When do you stop supporting old devices?

At what point is it fair to call a device "too old" to support? 3 years? 4? 5?

It's so impressive what you can do in experiences with modern hardware and graphical capabilities. But it's all a balance of give and take. How many potential users are you alienating by upping the minimum hardware requirements?

It's a broad question, but focusing on Roblox (something I'm very familiar with), actually has a lot more to do with the type of audience you're trying to attract.

The average American consumer will keep a smartphone for almost 3 years (2.75 years to be exact). However, using this figure to base your "too old" guess on would be misleading. Most Roblox players are younger - and young kids aren't the ones running out to buy the new iPhone. Instead, that's what their parents do - and that means the parents' old phone is what's being handed down. So that 3-year buffer of avg ownership looks more like 6 years when you consider how long parents will hold their new device for. A 6-year pad would put the typical device generation that many kids are playing Roblox on as roughly 2015. The iPhone 6S/7 generation.

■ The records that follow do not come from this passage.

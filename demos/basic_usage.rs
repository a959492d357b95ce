//! Basic logger usage example
//!
//! Demonstrates JSON logging to stdout at different levels.
//!
//! Run with: cargo run --example basic_usage

use rust_chain_logger::prelude::*;
use std::io;

fn main() -> Result<()> {
    println!("=== Rust Chain Logger - Basic Usage Example ===\n");

    // JSON records on stdout, everything from DEBUG up
    let logger = Logger::new(io::stdout(), "DEBUG");

    println!("1. Logging at different levels:");
    logger.debug("This is a debug message");
    logger.info("This is an info message");
    logger.warn("This is a warning message");
    logger.error("This is an error message");

    println!("\n2. A WARN logger hides debug and info:");
    let quiet = Logger::new(io::stdout(), "WARN");
    quiet.debug("Debug message (hidden)");
    quiet.info("Info message (hidden)");
    quiet.warn("Warning message (visible)");

    println!("\n3. Unrecognized level names fall back to INFO:");
    let fallback = Logger::new(io::stdout(), "chatty");
    println!("   level = {}", fallback.level());
    fallback.debug("Debug message (hidden)");
    fallback.info("Info message (visible)");

    logger.flush()?;
    println!("\n=== Example completed successfully! ===");

    Ok(())
}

However, a lot of kids will also play on iPads or tablets. Furthermore, unlike phones, kids will typically receive their own iPad as a gift just for their use. So the hand-me-down approach of phones doesn't traditionally apply. However, average iPad ownership ALSO roughly syncs up at 6 years - conveniently. That means our target for the phone-based demographic lines up almost perfectly with our tablet-based one.

And all of this lines up with the devices we typically have seen in our experiences.

While this might seem like an EXTREMELY convoluted way of figuring this out - it has merit. 

When you're designing an experience and want to target a generation newer than the average device, you know that your audience will likely age up from the norm. So you'll be targeting young or mid-teens, and they have very different preferences from the ones on their parent's old 6S Plus.

So the answer? It entirely depends on what your experience is trying to achieve. For example, suppose you're designing an experience where you're selling virtual goods to an audience that may not necessarily be Roblox-native. In that case, you're probably safe to only target the iPhone 8-era. The up-leveled graphics capability may help you get some added media attention - even.

However, suppose you're designing the 50th pet collection tycoon simulator world with a limited color pallet and a square sun. In that case, you'll probably want to hold on to those old devices for a bit longer.

Aim for the demographic you're trying to it.